El dandismo es un fenómeno fundador de la modernidad artística al que no siempre se presta la atención que merece. El dandi es un personaje que, a lo largo del siglo XIX y principios del XX, consagra todo su esfuerzo a su apariencia exterior. Un árbitro de la elegancia, desde luego, pero no solo eso. Félix de Azúa lo define cabalmente como alguien que imparte doctrina sobre valores de comportamiento no a través de su discurso ni de sus obras, sino de su propio cuerpo. El dandismo no se limita al territorio trivial de la pose –postureo, diríamos hoy–, es la actitud de quienes hacen de sí mismos «escaparates del comportamiento moral del cuerpo».

Sea como fuere, aquellos de quienes se predica la condición de dandi siempre fueron hombres. El ápice histórico del fenómeno se relaciona con los años del cambio de siglo en torno a 1900, en un momento dominado por la cultura artística del simbolismo, el modernismo y el decadentismo del art for art’s sake. ¿Hubo alguna vez mujeres dandi? Estamos en condiciones de afirmar que hubo al menos una: la marquesa Casati, personaje fundamental de la escena artística y el gran mundo de los primeros treinta años del siglo XX, un arco temporal que la sitúa en el gozne del fin de siècle y el nacimiento de las vanguardias, de los que participó de forma activa y entregada.
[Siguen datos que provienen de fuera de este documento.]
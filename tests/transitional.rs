mod support;

use credvault::{
    Actor, CredentialService, CredentialValue, GenerateRequest, StateConflict, ValidationError,
    VaultError,
    certificate::{CertificateParameters, CertificateParser, CertificateRequest},
};
use support::{FakeParser, actor, vault};
use uuid::Uuid;

fn ca_params(cn: &str) -> CertificateParameters {
    CertificateParameters {
        common_name: Some(cn.into()),
        is_ca: true,
        ..CertificateParameters::default()
    }
}

fn self_signed(svc: &CredentialService, owner: &Actor, name: &str, params: CertificateParameters) -> Uuid {
    svc.generate(
        owner,
        name,
        &GenerateRequest::Certificate(CertificateRequest::SelfSigned { params }),
        None,
    )
    .unwrap()
    .version
    .uuid
}

fn uuids(svc: &CredentialService, owner: &Actor, name: &str) -> Vec<Uuid> {
    svc.get_active_with_transitional(owner, name)
        .unwrap()
        .into_iter()
        .map(|v| v.version.uuid)
        .collect()
}

fn transitional_count(svc: &CredentialService, name: &str) -> usize {
    svc.versions()
        .find_all_by_name(name)
        .unwrap()
        .iter()
        .filter(|v| v.is_transitional())
        .count()
}

#[test]
fn transitional_version_sits_beside_the_active_one() {
    let vault = vault();
    let svc = vault.credentials();
    let owner = actor("uaa-user:owner");
    let a = self_signed(svc, &owner, "/ca-1", ca_params("ca-1"));

    let b = svc.regenerate(&owner, "/ca-1", true).unwrap().version;
    assert!(b.is_transitional());
    assert_eq!(svc.get_current(&owner, "/ca-1").unwrap().version.uuid, a);
    assert_eq!(uuids(svc, &owner, "/ca-1"), vec![a, b.uuid]);

    let c = svc.regenerate(&owner, "/ca-1", true).unwrap().version;
    assert_eq!(uuids(svc, &owner, "/ca-1"), vec![a, c.uuid]);
    assert_eq!(transitional_count(svc, "/ca-1"), 1);

    // A plain regeneration becomes the active version; the marker stays.
    let d = svc.regenerate(&owner, "/ca-1", false).unwrap().version;
    assert_eq!(uuids(svc, &owner, "/ca-1"), vec![d.uuid, c.uuid]);
}

#[test]
fn at_most_one_transitional_version() {
    let vault = vault();
    let svc = vault.credentials();
    let owner = actor("uaa-user:owner");
    let a = self_signed(svc, &owner, "/ca", ca_params("ca"));
    let b = svc.regenerate(&owner, "/ca", false).unwrap().version.uuid;
    let c = svc.regenerate(&owner, "/ca", false).unwrap().version.uuid;

    let steps = [Some(a), Some(b), None, Some(c), Some(c), None, None, Some(a)];
    for step in steps {
        let views = svc.update_transitional_version(&owner, "/ca", step).unwrap();
        assert!(transitional_count(svc, "/ca") <= 1);
        assert_eq!(transitional_count(svc, "/ca"), usize::from(step.is_some()));
        match step {
            Some(uuid) => assert_eq!(views.last().unwrap().version.uuid, uuid),
            None => assert_eq!(views.len(), 1),
        }
    }
}

#[test]
fn transitional_preconditions() {
    let vault = vault();
    let svc = vault.credentials();
    let owner = actor("uaa-user:owner");
    self_signed(svc, &owner, "/ca", ca_params("ca"));
    svc.set(
        &owner,
        "/plain",
        CredentialValue::Value { value: "v".into() },
        None,
    )
    .unwrap();
    let foreign = svc
        .set(
            &owner,
            "/other",
            CredentialValue::Value { value: "o".into() },
            None,
        )
        .unwrap()
        .version
        .uuid;

    assert!(matches!(
        svc.update_transitional_version(&owner, "/plain", None),
        Err(VaultError::StateConflict(StateConflict::NotACertificate))
    ));
    assert!(matches!(
        svc.update_transitional_version(&owner, "/ca", Some(foreign)),
        Err(VaultError::Validation(ValidationError::MismatchedCredentialAndVersion))
    ));
    assert!(matches!(
        svc.update_transitional_version(&owner, "/missing", None),
        Err(VaultError::NotFound)
    ));
    assert_eq!(transitional_count(svc, "/ca"), 0);
}

#[test]
fn leaves_are_signed_by_the_stored_ca() {
    let vault = vault();
    let svc = vault.credentials();
    let owner = actor("uaa-user:owner");
    self_signed(svc, &owner, "/ca-1", ca_params("ca-1"));

    let leaf_request = GenerateRequest::Certificate(CertificateRequest::BySigningCa {
        ca_name: "/ca-1".into(),
        params: CertificateParameters {
            common_name: Some("leaf.example".into()),
            ..CertificateParameters::default()
        },
    });
    let leaf = svc.generate(&owner, "/leaf", &leaf_request, None).unwrap();
    let cert = leaf.version.certificate().unwrap();
    assert_eq!(cert.ca_name.as_deref(), Some("/ca-1"));
    assert!(!cert.self_signed);

    let signed: Vec<_> = svc
        .find_signed_by(&owner, "/ca-1")
        .unwrap()
        .into_iter()
        .map(|v| v.name)
        .collect();
    assert_eq!(signed, vec!["/leaf".to_string()]);

    // Regeneration re-signs with the same CA.
    let again = svc.regenerate(&owner, "/leaf", false).unwrap();
    assert_eq!(
        again.version.certificate().unwrap().ca_name.as_deref(),
        Some("/ca-1")
    );
}

#[test]
fn ca_resolution_failures() {
    let vault = vault();
    let svc = vault.credentials();
    let owner = actor("uaa-user:owner");
    let stranger = actor("uaa-user:stranger");
    self_signed(svc, &owner, "/ca-1", ca_params("ca-1"));
    self_signed(
        svc,
        &owner,
        "/not-a-ca",
        CertificateParameters {
            common_name: Some("plain".into()),
            ..CertificateParameters::default()
        },
    );
    svc.set(
        &owner,
        "/value",
        CredentialValue::Value { value: "v".into() },
        None,
    )
    .unwrap();

    let signed_by = |ca_name: &str| {
        GenerateRequest::Certificate(CertificateRequest::BySigningCa {
            ca_name: ca_name.into(),
            params: CertificateParameters {
                common_name: Some("leaf".into()),
                ..CertificateParameters::default()
            },
        })
    };

    assert!(matches!(
        svc.generate(&owner, "/leaf", &signed_by("/not-a-ca"), None),
        Err(VaultError::Validation(ValidationError::InvalidCa(_)))
    ));
    assert!(matches!(
        svc.generate(&owner, "/leaf", &signed_by("/value"), None),
        Err(VaultError::Validation(ValidationError::InvalidCa(_)))
    ));
    assert!(matches!(
        svc.generate(&owner, "/leaf", &signed_by("/nowhere"), None),
        Err(VaultError::Validation(ValidationError::CaNotFound(_)))
    ));
    // Exists, but the stranger cannot read it.
    assert!(matches!(
        svc.generate(&stranger, "/stranger-leaf", &signed_by("/ca-1"), None),
        Err(VaultError::Validation(ValidationError::CaNotFound(_)))
    ));
    assert!(svc.versions().find_all_by_name("/stranger-leaf").unwrap().is_empty());
}

#[test]
fn directly_built_requests_are_validated() {
    let vault = vault();
    let svc = vault.credentials();
    let owner = actor("uaa-user:owner");
    self_signed(svc, &owner, "/ca-1", ca_params("ca-1"));

    let generate = |request: CertificateRequest| {
        svc.generate(&owner, "/bad-cert", &GenerateRequest::Certificate(request), None)
    };
    let nameless = CertificateParameters {
        common_name: None,
        ..CertificateParameters::default()
    };
    let short_key = CertificateParameters {
        key_length: 1024,
        ..ca_params("short")
    };
    let no_duration = CertificateParameters {
        duration_days: 0,
        ..ca_params("instant")
    };

    assert!(matches!(
        generate(CertificateRequest::SelfSigned { params: nameless.clone() }),
        Err(VaultError::Validation(ValidationError::RequireAnyOf(_)))
    ));
    assert!(matches!(
        generate(CertificateRequest::SelfSigned { params: short_key }),
        Err(VaultError::Validation(ValidationError::InvalidKeyLength(1024)))
    ));
    assert!(matches!(
        generate(CertificateRequest::BySigningCa {
            ca_name: "/ca-1".into(),
            params: no_duration,
        }),
        Err(VaultError::Validation(ValidationError::InvalidDuration(0)))
    ));
    assert!(matches!(
        generate(CertificateRequest::BySigningCa {
            ca_name: "/ca-1".into(),
            params: nameless,
        }),
        Err(VaultError::Validation(ValidationError::RequireAnyOf(_)))
    ));
    assert!(svc.versions().find_all_by_name("/bad-cert").unwrap().is_empty());
}

#[test]
fn regeneration_keeps_the_subject_organization() {
    let vault = vault();
    let svc = vault.credentials();
    let owner = actor("uaa-user:owner");
    self_signed(
        svc,
        &owner,
        "/org-ca",
        CertificateParameters {
            organization: Some("Example Corp".into()),
            ..ca_params("org-ca")
        },
    );

    let regenerated = svc.regenerate(&owner, "/org-ca", false).unwrap();
    let pem = &regenerated.version.certificate().unwrap().certificate;
    let parsed = FakeParser.parse(pem).unwrap();
    assert_eq!(parsed.organization.as_deref(), Some("Example Corp"));
    assert_eq!(parsed.common_name.as_deref(), Some("org-ca"));
}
La marquesa Casati, por Man Ray, 1922.

La marquesa Casati, por Man Ray, 1922.

A Luisa Casati la identificamos inmediatamente como protagonista de una célebre fotografía de Man Ray de 1922 en la que su rostro hipnótico interpela al espectador a través de los tres pares de ojos que resultan de lo que el fotógrafo presenta en sus memorias como fruto del azar surrealista, aunque quizá lo fuera de una deliberada doble exposición. Una fascinante muestra reciente en el Museo Fortuny de Venecia, que pudo visitarse hasta el 8 de marzo, la ha sacado definitivamente de la socorrida condición segundona de aristócrata extravagante, amiga, amante y mecenas de artistas modernos, para otorgarle el estatus que merece: el de purasangre dandi y gran artista ella misma, como siempre proclamó Alberto Martini –su amigo y más asiduo retratista entre los muchos que la representaron–, por más que nunca realizara otra obra que no fuera su propia vida.
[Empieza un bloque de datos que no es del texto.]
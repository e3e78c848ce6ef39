use std::time::Duration;

use base64::{Engine, engine::general_purpose::STANDARD};
use serde::{Deserialize, Serialize};

use super::{KeyProvider, ProviderKind, Sealed};
use crate::error::ProviderError;

/// Provider that delegates to an external KMS plugin over JSON/HTTP.
///
/// Protocol:
/// - `POST {endpoint}/v1/encrypt` `{"key_id", "plaintext"}` -> `{"ciphertext"}`
/// - `POST {endpoint}/v1/decrypt` `{"key_id", "ciphertext"}` -> `{"plaintext"}`
///
/// Payloads are base64. The plugin embeds its own nonce in the ciphertext, so
/// the stored nonce is empty. A 4xx answer to a decrypt means the ciphertext
/// was rejected; transport failures and 5xx answers are retried.
pub struct KmsPluginProvider {
    endpoint: String,
    key_id: String,
    agent: ureq::Agent,
    retries: u32,
}

#[derive(Serialize)]
struct EncryptRequest<'a> {
    key_id: &'a str,
    plaintext: String,
}

#[derive(Deserialize)]
struct EncryptResponse {
    ciphertext: String,
}

#[derive(Serialize)]
struct DecryptRequest<'a> {
    key_id: &'a str,
    ciphertext: String,
}

#[derive(Deserialize)]
struct DecryptResponse {
    plaintext: String,
}

enum CallError {
    Rejected(u16),
    Transport(anyhow::Error),
}

impl KmsPluginProvider {
    pub fn new(endpoint: String, key_id: String, timeout: Duration, retries: u32) -> Self {
        let agent = ureq::AgentBuilder::new().timeout(timeout).build();
        Self {
            endpoint: endpoint.trim_end_matches('/').to_string(),
            key_id,
            agent,
            retries,
        }
    }

    fn call(&self, path: &str, body: serde_json::Value) -> Result<ureq::Response, CallError> {
        let url = format!("{}{path}", self.endpoint);
        match self
            .agent
            .post(&url)
            .set("Content-Type", "application/json")
            .send_json(body)
        {
            Ok(resp) => Ok(resp),
            Err(ureq::Error::Status(code, _)) if (400..500).contains(&code) => {
                Err(CallError::Rejected(code))
            }
            Err(ureq::Error::Status(code, _)) => Err(CallError::Transport(anyhow::anyhow!(
                "kms plugin answered {code} for {url}"
            ))),
            Err(e) => Err(CallError::Transport(anyhow::anyhow!("{url}: {e}"))),
        }
    }

    /// Retry transport failures up to `retries` extra times.
    fn call_with_retry(
        &self,
        path: &str,
        body: serde_json::Value,
    ) -> Result<ureq::Response, CallError> {
        let mut attempt = 0;
        loop {
            match self.call(path, body.clone()) {
                Err(CallError::Transport(e)) if attempt < self.retries => {
                    attempt += 1;
                    log::warn!("kms plugin call {path} failed (attempt {attempt}): {e}");
                }
                other => return other,
            }
        }
    }
}

impl KeyProvider for KmsPluginProvider {
    fn kind(&self) -> ProviderKind {
        ProviderKind::KmsPlugin
    }

    fn encrypt(&self, plaintext: &[u8]) -> Result<Sealed, ProviderError> {
        let body = EncryptRequest {
            key_id: &self.key_id,
            plaintext: STANDARD.encode(plaintext),
        };
        let body = serde_json::to_value(&body).map_err(ProviderError::unreachable)?;
        let resp = match self.call_with_retry("/v1/encrypt", body) {
            Ok(resp) => resp,
            Err(CallError::Rejected(code)) => {
                return Err(ProviderError::unreachable(anyhow::anyhow!(
                    "kms plugin rejected encrypt with status {code}"
                )));
            }
            Err(CallError::Transport(e)) => return Err(ProviderError::Unreachable(e)),
        };
        let resp: EncryptResponse = resp.into_json().map_err(ProviderError::unreachable)?;
        let ciphertext = STANDARD
            .decode(resp.ciphertext)
            .map_err(ProviderError::unreachable)?;
        Ok(Sealed {
            ciphertext,
            nonce: Vec::new(),
        })
    }

    fn decrypt(&self, ciphertext: &[u8], _nonce: &[u8]) -> Result<Vec<u8>, ProviderError> {
        let body = DecryptRequest {
            key_id: &self.key_id,
            ciphertext: STANDARD.encode(ciphertext),
        };
        let body = serde_json::to_value(&body).map_err(ProviderError::unreachable)?;
        let resp = match self.call_with_retry("/v1/decrypt", body) {
            Ok(resp) => resp,
            Err(CallError::Rejected(_)) => return Err(ProviderError::Authentication),
            Err(CallError::Transport(e)) => return Err(ProviderError::Unreachable(e)),
        };
        let resp: DecryptResponse = resp.into_json().map_err(ProviderError::unreachable)?;
        STANDARD
            .decode(resp.plaintext)
            .map_err(|_| ProviderError::Authentication)
    }
}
Nacida Luisa Amman en 1881 en Milán, era hija de una familia de la alta burguesía industrial ennoblecida por su temprano matrimonio, con apenas 19 años, con el marqués Camilo Casati Stampa di Soncino, del que se divorció en 1914. Huérfana de padre y madre a los 15 años, heredó una fortuna fabulosa que empeñó íntegra en el único objetivo de su existencia: «Quiero ser una obra de arte viviente».

Para ello se sirvió de dos estrategias complementarias. Por una parte, realizó su obra a través de la mano de otros, reuniendo una colección de pinturas y esculturas que planeó cuidadosamente como fragmentarias epifanías de sí misma. Sus retratos vienen firmados por Giovanni Boldini, Alberto Martini, Giacomo Balla, Fortunato Depero, Luigi Russolo, Kees van Dongen, Erté, Ignacio Zuloaga, Augustus John, Paolo Troubetzkoy, Man Ray o Cecil Beaton, por mencionar solo una pequeña y selecta muestra, pero la verdadera autora no es otra que Luisa misma, porque solo ella estaba en el secreto que les da coherencia como conjunto abierto y variado pero pleno de sentido. 
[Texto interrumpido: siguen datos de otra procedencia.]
//! Encryption key configuration.

use std::{fmt, path::PathBuf};

use serde::Deserialize;

use crate::{error::CryptError, provider::ProviderKind};

fn default_timeout_ms() -> u64 {
    5_000
}

fn default_retries() -> u32 {
    2
}

/// One configured encryption key.
#[derive(Clone, Deserialize)]
pub struct KeyConfig {
    /// New writes go to the active key. At most one key may be active.
    #[serde(default)]
    pub active: bool,
    #[serde(flatten)]
    pub source: KeySource,
}

/// Where a key's material lives, tagged by `provider`.
#[derive(Clone, Deserialize)]
#[serde(tag = "provider", rename_all = "kebab-case")]
pub enum KeySource {
    Internal {
        #[serde(default)]
        encryption_password: Option<String>,
        #[serde(default)]
        salt: Option<String>,
        #[serde(default)]
        key_file: Option<PathBuf>,
    },
    Hsm {
        encryption_key_name: String,
    },
    KmsPlugin {
        endpoint: String,
        key_id: String,
        #[serde(default = "default_timeout_ms")]
        timeout_ms: u64,
        #[serde(default = "default_retries")]
        retries: u32,
    },
}

impl KeySource {
    pub fn kind(&self) -> ProviderKind {
        match self {
            KeySource::Internal { .. } => ProviderKind::Internal,
            KeySource::Hsm { .. } => ProviderKind::Hsm,
            KeySource::KmsPlugin { .. } => ProviderKind::KmsPlugin,
        }
    }
}

impl KeyConfig {
    pub fn internal_password(password: &str, salt: &str, active: bool) -> Self {
        Self {
            active,
            source: KeySource::Internal {
                encryption_password: Some(password.to_string()),
                salt: Some(salt.to_string()),
                key_file: None,
            },
        }
    }
}

/// Reject key lists with more than one active key.
pub fn validate_keys(keys: &[KeyConfig]) -> Result<(), CryptError> {
    let active = keys.iter().filter(|k| k.active).count();
    if active > 1 {
        return Err(CryptError::Config(format!(
            "{active} keys are marked active; at most one is allowed"
        )));
    }
    Ok(())
}

impl fmt::Debug for KeySource {
    fn fmt(&self, f: &mut fmt::Formatter<'_>) -> fmt::Result {
        match self {
            KeySource::Internal { key_file, .. } => f
                .debug_struct("Internal")
                .field("encryption_password", &"***")
                .field("key_file", key_file)
                .finish(),
            KeySource::Hsm {
                encryption_key_name,
            } => f
                .debug_struct("Hsm")
                .field("encryption_key_name", encryption_key_name)
                .finish(),
            KeySource::KmsPlugin {
                endpoint, key_id, ..
            } => f
                .debug_struct("KmsPlugin")
                .field("endpoint", endpoint)
                .field("key_id", key_id)
                .finish(),
        }
    }
}

impl fmt::Debug for KeyConfig {
    fn fmt(&self, f: &mut fmt::Formatter<'_>) -> fmt::Result {
        f.debug_struct("KeyConfig")
            .field("active", &self.active)
            .field("source", &self.source)
            .finish()
    }
}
Por otro lado, la marquesa Casati asombró al gran mundo de su tiempo con sus fiestas de disfraces en Venecia y París, en las que, más que como anfitriona, actuaba como protagonista, foco dramático, guionista, directora de escena y ejecutante a un tiempo. Por decirlo de una vez: como genuina performer que se anticipa no solo a los nuevos soportes del arte de acción que se desarrollarán a partir de los años sesenta, sino incluso a su matriz dadá de los años de la Gran Guerra en Zúrich y Berlín.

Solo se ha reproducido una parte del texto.